Here are a bunch more.

https://www.google.com/search?q=pol...#imgdii=Zpxd1Ep0zaC9nM:&imgrc=HGvgr0amV8PsoM:


----------



## PontiacJim (Dec 29, 2012)

The GTO restoration guide list the exterior colors and the _recommended_ stripe colors. For Polar White, the recommended stripe color was Blue; Blue/Orange/Pink.

However, this was a recommendation and several other book sources state you could order different colors as an option to include the body colored rear spoiler or matte black as another option. I have several books that show other stripe color combo's on the white body - but they could also be clones or owners choice on the color.

That said, go with what you think you might like. I would email PHS to verify if the originally ordered stripe colors are on the documents or not. They should give you the best answer on it. :thumbsup:


----------



## wake00 (Aug 13, 2018)

Thanks for the advice and help :thumbsup: I greatly appreciate it. 

Unfortunately, PHS couldn't point me in the right direction either. 

I guess to be more specific on my question... I'm trying to determine if a 70 Judge is one of these...
phscollectorcarworld: Ghost Cars: Pontiac GTO Judge WT7 1970-1971

What's confusing is that no one seems to know how to decipher if a white Judge is one of these or not. The article mentions "WT7 doesn't appear on PHS shipping invoices or reproduction window invoices. WT7 shows up on build sheets but it varies from plant to plant how it appears." This even adds to the confusion.


----------



## PontiacJim (Dec 29, 2012)

wake00 said:


> Thanks for the advice and help :thumbsup: I greatly appreciate it.
> 
> Unfortunately, PHS couldn't point me in the right direction either.
> 
> ...



According to Jim Wangers in his book, the white Judge with black scoop inserts, black spoiler, and special stripes was a sales failure. It was not until mid year that the Judge was "re-introduced" with the color of Orbit Orange that Judge sales turned around.

Is your car an early built Judge?

To possibly verify, I would remove the scoop inserts and spoiler looking for signs of original shiny black paint IF they are not already. If they have been painted over, then wet sanding with a fine grit to remove the paint layers down to the primer might reveal the true colors.

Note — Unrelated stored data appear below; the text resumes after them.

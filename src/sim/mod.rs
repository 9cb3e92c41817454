//! Headless simulation of scripted pages.

/// JSON scenarios and their event reports.
pub mod scenario;
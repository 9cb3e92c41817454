use crate::foundation::core::Vec2;

/// Smoothed pointer position for mouse parallax.
#[derive(Clone, Copy, Debug, PartialEq, serde::Serialize)]
pub struct PointerState {
    /// Smoothed position in viewport pixels.
    pub position: Vec2,
    /// Position mapped to `[-1, 1]` on both axes, y pointing up.
    pub normalized: Vec2,
}

/// Eases the tracked position toward the latest pointer position once per frame.
#[derive(Clone, Copy, Debug)]
pub struct PointerTracker {
    smoothing: f64,
    viewport: Vec2,
    target: Vec2,
    current: Vec2,
}

impl PointerTracker {
    /// Tracker covering a `width` x `height` viewport. `smoothing` is the fraction of the
    /// remaining distance covered each frame.
    pub fn new(smoothing: f64, width: f64, height: f64) -> Self {
        Self {
            smoothing: smoothing.clamp(0.0, 1.0),
            viewport: Vec2::new(width, height),
            target: Vec2::ZERO,
            current: Vec2::ZERO,
        }
    }

    /// Record the latest pointer position.
    pub fn on_move(&mut self, x: f64, y: f64) {
        if x.is_finite() && y.is_finite() {
            self.target = Vec2::new(x, y);
        }
    }

    /// Viewport resize.
    pub fn set_viewport(&mut self, width: f64, height: f64) {
        self.viewport = Vec2::new(width, height);
    }

    /// Advance one frame.
    pub fn frame(&mut self) -> PointerState {
        self.current += (self.target - self.current) * self.smoothing;
        self.state()
    }

    /// Current state without advancing.
    pub fn state(&self) -> PointerState {
        let norm = |v: f64, extent: f64| {
            if extent > 0.0 { v / extent * 2.0 - 1.0 } else { 0.0 }
        };
        PointerState {
            position: self.current,
            normalized: Vec2::new(
                norm(self.current.x, self.viewport.x),
                -norm(self.current.y, self.viewport.y),
            ),
        }
    }
}

#[cfg(test)]
#[path = "../../tests/unit/scroll/pointer.rs"]
mod tests;
use super::*;
use crate::foundation::core::{ElementBox, NodeId};
use crate::render::surface::InMemorySurface;
use crate::scroll::coordinator::{Direction, SCROLLED_ATTRIBUTE};
use crate::trigger::region::Region;
use crate::trigger::registry::{Transition, Trigger};

const SECTION: NodeId = NodeId(7);

fn surface() -> InMemorySurface {
    InMemorySurface::new(1000.0, 5000.0).with_node(SECTION, ElementBox::new(1000.0, 100.0))
}

fn section_trigger() -> Trigger {
    Trigger::node(SECTION)
        .label("section")
        .region(Region::parse("top 80%", "top 20%").unwrap())
}

fn page_with_section(s: &mut InMemorySurface) -> (Page, ViewId) {
    let mut page = Page::new(MotionConfig::default(), 1200.0, 1000.0);
    let mut view = page.create_view();
    view.add_trigger(section_trigger(), s);
    let id = page.mount(view);
    (page, id)
}

#[test]
fn idle_frames_report_no_motion() {
    let mut s = surface();
    let (mut page, _) = page_with_section(&mut s);
    let report = page.frame(0.0, &mut s);
    assert!(!report.scrolled);
    assert_eq!(report.scroll.velocity, 0.0);
    assert!(report.events.is_empty());
    assert!(report.scroll_to.is_none());
}

#[test]
fn scroll_events_are_folded_into_the_next_frame() {
    let mut s = surface();
    let (mut page, _) = page_with_section(&mut s);
    page.frame(0.0, &mut s);

    assert!(page.on_scroll(150.0));
    assert!(!page.on_scroll(300.0));
    let report = page.frame(0.1, &mut s);
    assert!(report.scrolled);
    assert_eq!(report.scroll.offset, 300.0);
    assert_eq!(report.scroll.direction, Direction::Down);
    assert_eq!(report.events.triggers.len(), 1);
    assert_eq!(report.events.triggers[0].transition, Transition::Enter);
    assert_eq!(report.events.triggers[0].label.as_deref(), Some("section"));
    assert!(s.has_body_attribute(SCROLLED_ATTRIBUTE));

    let report = page.frame(0.2, &mut s);
    assert!(!report.scrolled);
    assert_eq!(report.scroll.offset, 300.0);
    assert_eq!(report.scroll.velocity, 0.0);
}

#[test]
fn views_created_mid_page_do_not_fire_for_the_current_position() {
    let mut s = surface();
    let mut page = Page::new(MotionConfig::default(), 1200.0, 1000.0);
    page.on_scroll(500.0);
    page.frame(0.0, &mut s);

    let mut view = page.create_view();
    view.add_trigger(section_trigger(), &mut s);
    page.mount(view);
    page.on_scroll(520.0);
    assert!(page.frame(0.1, &mut s).events.is_empty());

    page.on_scroll(900.0);
    let report = page.frame(0.2, &mut s);
    assert_eq!(report.events.triggers[0].transition, Transition::Leave);
}

#[test]
fn programmatic_scroll_reaches_its_target() {
    let mut s = surface();
    let (mut page, _) = page_with_section(&mut s);
    page.scroll_to(ScrollTo::new(400.0, 1.0).unwrap());
    assert!(page.is_scrolling_to());

    assert_eq!(page.frame(0.0, &mut s).scroll_to, Some(ScrollToStatus::Running));
    assert_eq!(page.frame(0.5, &mut s).scroll_to, Some(ScrollToStatus::Running));
    let report = page.frame(1.0, &mut s);
    assert_eq!(report.scroll_to, Some(ScrollToStatus::Done));
    assert_eq!(report.scroll.offset, 400.0);
    assert_eq!(s.scroll_offset(), 400.0);
    assert!(!page.is_scrolling_to());
    assert!(page.frame(1.1, &mut s).scroll_to.is_none());
}

#[test]
fn user_scroll_interrupts_a_programmatic_scroll() {
    let mut s = surface();
    let (mut page, _) = page_with_section(&mut s);
    page.scroll_to(ScrollTo::new(400.0, 1.0).unwrap());
    page.frame(0.0, &mut s);
    page.frame(0.5, &mut s);

    page.on_scroll(50.0);
    let report = page.frame(0.6, &mut s);
    assert_eq!(report.scroll_to, Some(ScrollToStatus::Interrupted));
    assert_eq!(report.scroll.offset, 50.0);
    assert!(!page.is_scrolling_to());
}

#[test]
fn pointer_is_smoothed_per_frame() {
    let mut s = surface();
    let mut page = Page::new(MotionConfig::default(), 1000.0, 1000.0);
    page.on_pointer_move(1000.0, 0.0);
    let first = page.frame(0.0, &mut s).pointer;
    assert!((first.position.x - 100.0).abs() < 1e-9);
    let second = page.frame(0.016, &mut s).pointer;
    assert!(second.position.x > first.position.x);
    assert!(second.position.x < 1000.0);
}

#[test]
fn unmounted_views_stop_receiving_frames() {
    let mut s = surface();
    let (mut page, id) = page_with_section(&mut s);
    assert_eq!(page.view_count(), 1);
    assert!(page.unmount(id));
    assert!(!page.unmount(id));
    assert!(page.view(id).is_none());

    page.on_scroll(300.0);
    assert!(page.frame(0.0, &mut s).events.is_empty());
}
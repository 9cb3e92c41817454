use super::*;

#[test]
fn final_frame_is_target_for_any_length() {
    for text in ["", "a", "hi there", "scroll orchestration"] {
        let frames: Vec<String> = Scrambler::new(text, ScrambleConfig::classic())
            .unwrap()
            .collect();
        assert_eq!(frames.last().map(String::as_str), Some(text));
    }
}

#[test]
fn frame_count_follows_duration_speed_and_fps() {
    let s = Scrambler::new("abc", ScrambleConfig::classic()).unwrap();
    assert_eq!(s.total_frames(), 90);
    assert_eq!(s.count(), 91);

    let cfg = ScrambleConfig {
        speed: 2.0,
        ..ScrambleConfig::wave()
    };
    assert_eq!(cfg.total_frames(), 45);
}

#[test]
fn first_frame_is_fully_scrambled() {
    let mut s = Scrambler::new("hello", ScrambleConfig::classic()).unwrap();
    let first = s.next_frame().unwrap();
    assert_eq!(first.chars().count(), 5);
    assert!(first.chars().all(|c| CLASSIC_ALPHABET.contains(c)));
}

#[test]
fn revealed_characters_never_rescramble() {
    // Lowercase never appears in the decoy alphabet, so a match means a reveal.
    let target: Vec<char> = "lowercase".chars().collect();
    let frames: Vec<Vec<char>> = Scrambler::new("lowercase", ScrambleConfig::classic())
        .unwrap()
        .map(|f| f.chars().collect())
        .collect();
    for i in 0..target.len() {
        let first = frames
            .iter()
            .position(|f| f[i] == target[i])
            .expect("every character is revealed");
        assert!(frames[first..].iter().all(|f| f[i] == target[i]));
    }
}

#[test]
fn earlier_characters_reveal_first() {
    let target: Vec<char> = "abcdefgh".chars().collect();
    let frames: Vec<Vec<char>> = Scrambler::new("abcdefgh", ScrambleConfig::classic())
        .unwrap()
        .map(|f| f.chars().collect())
        .collect();
    let reveal: Vec<usize> = (0..target.len())
        .map(|i| {
            frames
                .iter()
                .position(|f| f[i] == target[i])
                .unwrap_or(usize::MAX)
        })
        .collect();
    assert!(reveal.windows(2).all(|w| w[0] <= w[1]));
}

#[test]
fn whitespace_is_never_scrambled() {
    for frame in Scrambler::new("a b\tc", ScrambleConfig::wave()).unwrap() {
        let chars: Vec<char> = frame.chars().collect();
        assert_eq!(chars[1], ' ');
        assert_eq!(chars[3], '\t');
    }
}

#[test]
fn same_seed_same_frames() {
    let a: Vec<String> = Scrambler::new("repeatable", ScrambleConfig::wave().seed(7))
        .unwrap()
        .collect();
    let b: Vec<String> = Scrambler::new("repeatable", ScrambleConfig::wave().seed(7))
        .unwrap()
        .collect();
    let c: Vec<String> = Scrambler::new("repeatable", ScrambleConfig::wave().seed(8))
        .unwrap()
        .collect();
    assert_eq!(a, b);
    assert_ne!(a, c);
}

#[test]
fn zero_duration_shows_target_immediately() {
    let cfg = ScrambleConfig {
        duration: 0.0,
        ..ScrambleConfig::classic()
    };
    let mut s = Scrambler::new("done", cfg).unwrap();
    assert_eq!(s.next_frame().as_deref(), Some("done"));
    assert!(s.is_finished());
    assert_eq!(s.next_frame(), None);
}

#[test]
fn invalid_configs_are_rejected() {
    let empty = ScrambleConfig {
        alphabet: String::new(),
        ..ScrambleConfig::classic()
    };
    assert!(Scrambler::new("x", empty).is_err());
    let stalled = ScrambleConfig {
        speed: 0.0,
        ..ScrambleConfig::classic()
    };
    assert!(stalled.validate().is_err());
}
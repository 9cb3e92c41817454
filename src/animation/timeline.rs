use std::collections::BTreeSet;

use crate::animation::ease::Ease;
use crate::animation::stagger::Stagger;
use crate::animation::value::Lerp;
use crate::foundation::core::{NodeId, Property, PropertyValue};
use crate::foundation::error::{ScrollfxError, ScrollfxResult};
use crate::render::surface::Surface;

/// Per-frame tween hook: `(linear progress, targets, surface)`.
pub type UpdateFn = Box<dyn FnMut(f64, &[NodeId], &mut dyn Surface)>;

/// One-shot completion hook.
pub type CompleteFn = Box<dyn FnOnce()>;

/// Property interpolation over one or more targets.
pub struct Tween {
    targets: Vec<NodeId>,
    to: Vec<(Property, PropertyValue)>,
    from: Vec<(Property, PropertyValue)>,
    duration: f64,
    delay: f64,
    ease: Option<Ease>,
    stagger: Option<Stagger>,
    immediate_render: bool,
    on_update: Option<UpdateFn>,
}

impl std::fmt::Debug for Tween {
    fn fmt(&self, f: &mut std::fmt::Formatter<'_>) -> std::fmt::Result {
        f.debug_struct("Tween")
            .field("targets", &self.targets)
            .field("to", &self.to)
            .field("from", &self.from)
            .field("duration", &self.duration)
            .field("delay", &self.delay)
            .field("ease", &self.ease)
            .field("stagger", &self.stagger)
            .finish_non_exhaustive()
    }
}

impl Tween {
    /// Animate `targets` from their current values to the properties given with
    /// [`Tween::prop`].
    pub fn to(targets: impl IntoIterator<Item = NodeId>, duration: f64) -> Self {
        Self {
            targets: targets.into_iter().collect(),
            to: Vec::new(),
            from: Vec::new(),
            duration,
            delay: 0.0,
            ease: None,
            stagger: None,
            immediate_render: false,
            on_update: None,
        }
    }

    /// Like [`Tween::to`], but the start values given with [`Tween::from`] are rendered as soon
    /// as the timeline starts, before any delay elapses.
    pub fn from_to(targets: impl IntoIterator<Item = NodeId>, duration: f64) -> Self {
        Self {
            immediate_render: true,
            ..Self::to(targets, duration)
        }
    }

    /// Target value of `prop`.
    pub fn prop(mut self, prop: Property, value: impl Into<PropertyValue>) -> Self {
        upsert(&mut self.to, prop, value.into());
        self
    }

    /// Start value of `prop`. Without a matching [`Tween::prop`] the tween animates back to the
    /// value the node had when the tween first rendered.
    pub fn from(mut self, prop: Property, value: impl Into<PropertyValue>) -> Self {
        upsert(&mut self.from, prop, value.into());
        self
    }

    /// Override the timeline's default ease for this tween.
    pub fn ease(mut self, ease: Ease) -> Self {
        self.ease = Some(ease);
        self
    }

    /// Delay before the first target starts, in seconds.
    pub fn delay(mut self, secs: f64) -> Self {
        self.delay = secs;
        self
    }

    /// Spread target start times.
    pub fn stagger(mut self, stagger: Stagger) -> Self {
        self.stagger = Some(stagger);
        self
    }

    /// Force (or suppress) rendering the start values when the timeline starts.
    pub fn immediate_render(mut self, on: bool) -> Self {
        self.immediate_render = on;
        self
    }

    /// Hook called whenever the tween's linear progress changes.
    pub fn on_update(mut self, f: impl FnMut(f64, &[NodeId], &mut dyn Surface) + 'static) -> Self {
        self.on_update = Some(Box::new(f));
        self
    }

    /// Targets of this tween.
    pub fn targets(&self) -> &[NodeId] {
        &self.targets
    }

    /// Reject non-finite or negative timings.
    pub fn validate(&self) -> ScrollfxResult<()> {
        if !self.duration.is_finite() || self.duration < 0.0 {
            return Err(ScrollfxError::validation(
                "tween duration must be finite and >= 0",
            ));
        }
        if !self.delay.is_finite() || self.delay < 0.0 {
            return Err(ScrollfxError::validation("tween delay must be finite and >= 0"));
        }
        if let Some(stagger) = &self.stagger {
            stagger.validate()?;
        }
        Ok(())
    }

    fn start_delays(&self) -> Vec<f64> {
        let stagger = self
            .stagger
            .map(|s| s.delays(self.targets.len()))
            .unwrap_or_else(|| vec![0.0; self.targets.len()]);
        stagger.into_iter().map(|d| d + self.delay).collect()
    }

    fn resolve(&self, node: NodeId, surface: &dyn Surface) -> Vec<ResolvedProp> {
        let current = |prop: Property| {
            surface
                .get_property(node, prop)
                .unwrap_or_else(|| prop.default_value())
        };
        let mut props: Vec<Property> = self.to.iter().map(|(p, _)| *p).collect();
        for (p, _) in &self.from {
            if !props.contains(p) {
                props.push(*p);
            }
        }
        props
            .into_iter()
            .map(|prop| ResolvedProp {
                prop,
                start: lookup(&self.from, prop).unwrap_or_else(|| current(prop)),
                end: lookup(&self.to, prop).unwrap_or_else(|| current(prop)),
            })
            .collect()
    }
}

fn upsert(list: &mut Vec<(Property, PropertyValue)>, prop: Property, value: PropertyValue) {
    match list.iter_mut().find(|(p, _)| *p == prop) {
        Some(slot) => slot.1 = value,
        None => list.push((prop, value)),
    }
}

fn lookup(list: &[(Property, PropertyValue)], prop: Property) -> Option<PropertyValue> {
    list.iter().find(|(p, _)| *p == prop).map(|(_, v)| v.clone())
}

#[derive(Clone, Debug)]
struct ResolvedProp {
    prop: Property,
    start: PropertyValue,
    end: PropertyValue,
}
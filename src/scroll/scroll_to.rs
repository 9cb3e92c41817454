use crate::animation::ease::Ease;
use crate::foundation::core::NodeId;
use crate::foundation::error::{ScrollfxError, ScrollfxResult};
use crate::render::surface::Surface;

/// Any offset further than this from the last written one counts as user input.
const AUTO_KILL_TOLERANCE_PX: f64 = 1.0;

/// Result of one [`ScrollTo::step`].
#[derive(Clone, Copy, Debug, PartialEq, Eq, serde::Serialize)]
#[serde(rename_all = "snake_case")]
pub enum ScrollToStatus {
    /// Still moving.
    Running,
    /// Reached the destination.
    Done,
    /// The user scrolled meanwhile; the animation stopped where they left it.
    Interrupted,
}

/// Programmatic smooth scroll that yields to the user.
#[derive(Clone, Debug)]
pub struct ScrollTo {
    from: Option<f64>,
    to: f64,
    duration: f64,
    ease: Ease,
    elapsed: f64,
    last_written: Option<f64>,
    status: ScrollToStatus,
}

impl ScrollTo {
    /// Scroll to `offset` over `duration` seconds with `power3.inOut`.
    pub fn new(offset: f64, duration: f64) -> ScrollfxResult<Self> {
        if !offset.is_finite() {
            return Err(ScrollfxError::validation("scroll target must be finite"));
        }
        if !duration.is_finite() || duration < 0.0 {
            return Err(ScrollfxError::validation(
                "scroll duration must be finite and >= 0",
            ));
        }
        Ok(Self {
            from: None,
            to: offset,
            duration,
            ease: Ease::InOutQuart,
            elapsed: 0.0,
            last_written: None,
            status: ScrollToStatus::Running,
        })
    }

    /// Scroll so `node`'s top sits `offset` pixels below the viewport top.
    pub fn to_node(
        node: NodeId,
        offset: f64,
        duration: f64,
        surface: &dyn Surface,
    ) -> ScrollfxResult<Self> {
        let bounds = surface
            .element_box(node)
            .ok_or_else(|| ScrollfxError::validation(format!("node {} is not attached", node.0)))?;
        Self::new((bounds.top - offset).clamp(0.0, surface.max_scroll()), duration)
    }

    /// Override the ease.
    pub fn ease(mut self, ease: Ease) -> Self {
        self.ease = ease;
        self
    }

    /// Destination offset.
    pub fn target(&self) -> f64 {
        self.to
    }

    /// Latest status.
    pub fn status(&self) -> ScrollToStatus {
        self.status
    }

    /// Advance by `dt` given the offset the page currently reports.
    pub fn step(&mut self, dt: f64, observed: f64, surface: &mut dyn Surface) -> ScrollToStatus {
        if self.status != ScrollToStatus::Running {
            return self.status;
        }
        if let Some(written) = self.last_written {
            if (observed - written).abs() > AUTO_KILL_TOLERANCE_PX {
                tracing::debug!(observed, written, "smooth scroll interrupted by user");
                self.status = ScrollToStatus::Interrupted;
                return self.status;
            }
        }
        let from = *self.from.get_or_insert(observed);

        self.elapsed += if dt.is_finite() { dt.max(0.0) } else { 0.0 };
        let p = if self.duration <= 0.0 {
            1.0
        } else {
            (self.elapsed / self.duration).min(1.0)
        };
        let value = if p >= 1.0 {
            self.to
        } else {
            from + (self.to - from) * self.ease.apply(p)
        };
        let value = value.clamp(0.0, surface.max_scroll());
        surface.set_scroll_offset(value);
        self.last_written = Some(value);

        if p >= 1.0 {
            self.status = ScrollToStatus::Done;
        }
        self.status
    }

    /// Offset written by the last step.
    pub fn last_written(&self) -> Option<f64> {
        self.last_written
    }
}

#[cfg(test)]
#[path = "../../tests/unit/scroll/scroll_to.rs"]
mod tests;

The Judge had black painted scoop inserts as part of the package. The black painted spoiler could be special ordered. So if all Judges had painted black scoops - black scoops would prove nothing. If you had an originally painted black spoiler, you _might_ have something, but you could also order a spoiler in black.

So it sounds like you would need the original paperwork or find the original owner to really confirm and verify if it is an original WT7.


----------



## wake00 (Aug 13, 2018)

Thanks for the help. Much appreciated. I'll check those few things out. 

It seems like the build sheet mentions the stripe color but I'm not sure where that is located. It sounds like that's what I need to figure out.


----------